Photos missing on phones? The http:// mixed-content problem explained
Mixed content is what happens when a secure https page still pulls some of its files — images, scripts, stylesheets — over insecure http. Browsers do not show an error; they just quietly refuse to load those files.
The result is surreal: the site looks fine on the old office PC where it was built, while phone visitors see grey boxes where the photos of your freshly renovated rooms should be.
Why it costs you customers
You paid for those photos and that design; blocked files mean some visitors never see them.
It usually appears after a site is switched to HTTPS without updating old file links — so it disproportionately hits exactly the owners who did the right thing and got a certificate.
Check it in 30 seconds
Open the site on a phone with fresh eyes: any images missing that you know exist?
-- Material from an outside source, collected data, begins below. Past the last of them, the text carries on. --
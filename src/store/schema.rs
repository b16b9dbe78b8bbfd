/// Schema batch run on every open. `IF NOT EXISTS` keeps reopening cheap.
pub const SCHEMA: &str = "
CREATE TABLE IF NOT EXISTS applicants (
    email      TEXT PRIMARY KEY,
    password   TEXT NOT NULL,
    submitted  INTEGER NOT NULL DEFAULT 0,
    created_at TEXT NOT NULL
);

CREATE TABLE IF NOT EXISTS submissions (
    email        TEXT PRIMARY KEY REFERENCES applicants (email),
    answers      TEXT NOT NULL,
    submitted_at TEXT NOT NULL
);
";
use std::env;
use std::sync::Arc;

use tokio::net::TcpListener;
use tracing_subscriber::{layer::SubscriberExt, util::SubscriberInitExt};

use intake::config::Config;
use intake::services::PdfResumeExtractor;
use intake::state::AppState;
use intake::store::Store;

#[tokio::main]
async fn main() -> Result<(), Box<dyn std::error::Error>> {
    dotenvy::dotenv().ok();

    tracing_subscriber::registry()
        .with(
            tracing_subscriber::EnvFilter::try_from_default_env()
                .unwrap_or_else(|_| "intake=debug,tower_http=debug,axum::rejection=trace".into()),
        )
        .with(tracing_subscriber::fmt::layer().with_target(false))
        .init();

    let config = Config::from_env()?;

    tracing::info!("Starting resume intake service");
    tracing::info!("Max file size: {}MB", config.max_file_size_mb);
    tracing::info!("Max pages: {}", config.max_pages);

    std::fs::create_dir_all(&config.upload_dir)?;
    let store = Store::open(&config.database_path).await?;
    let state = AppState::new(
        store,
        Arc::new(PdfResumeExtractor::new()),
        config.intake_policy(),
    );
    let app = intake::router(state);

    // PORT overrides SERVER_PORT for platform deployments.
    let port = env::var("PORT")
        .unwrap_or_else(|_| config.server_port.to_string())
        .parse::<u16>()
        .unwrap_or(config.server_port);

    let addr = format!("{}:{}", config.server_host, port);
    tracing::info!("Server listening on {}", addr);

    let listener = TcpListener::bind(&addr).await?;
    axum::serve(listener, app).await?;

    Ok(())
}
Our free check counts resources still requested over http:// on your page.
How to fix it
Anywhere your page references http://yourdomain… or http://anything — in image sources, stylesheets, embeds — change it to https:// (or a relative path like /images/photo.jpg).
The Better Search Replace plugin swaps http://yourdomain for https://yourdomain across the whole database in one pass. Back up first; it takes minutes.
Ancient YouTube embeds, map widgets and font links are frequent offenders. Re-grab the embed code from the source — modern embeds are https by default.
One stubborn http:// logo is worth chasing: a single blocked file can also kill the padlock icon on some browsers, undoing the trust you bought with the certificate. The page is either all-secure or it isn't.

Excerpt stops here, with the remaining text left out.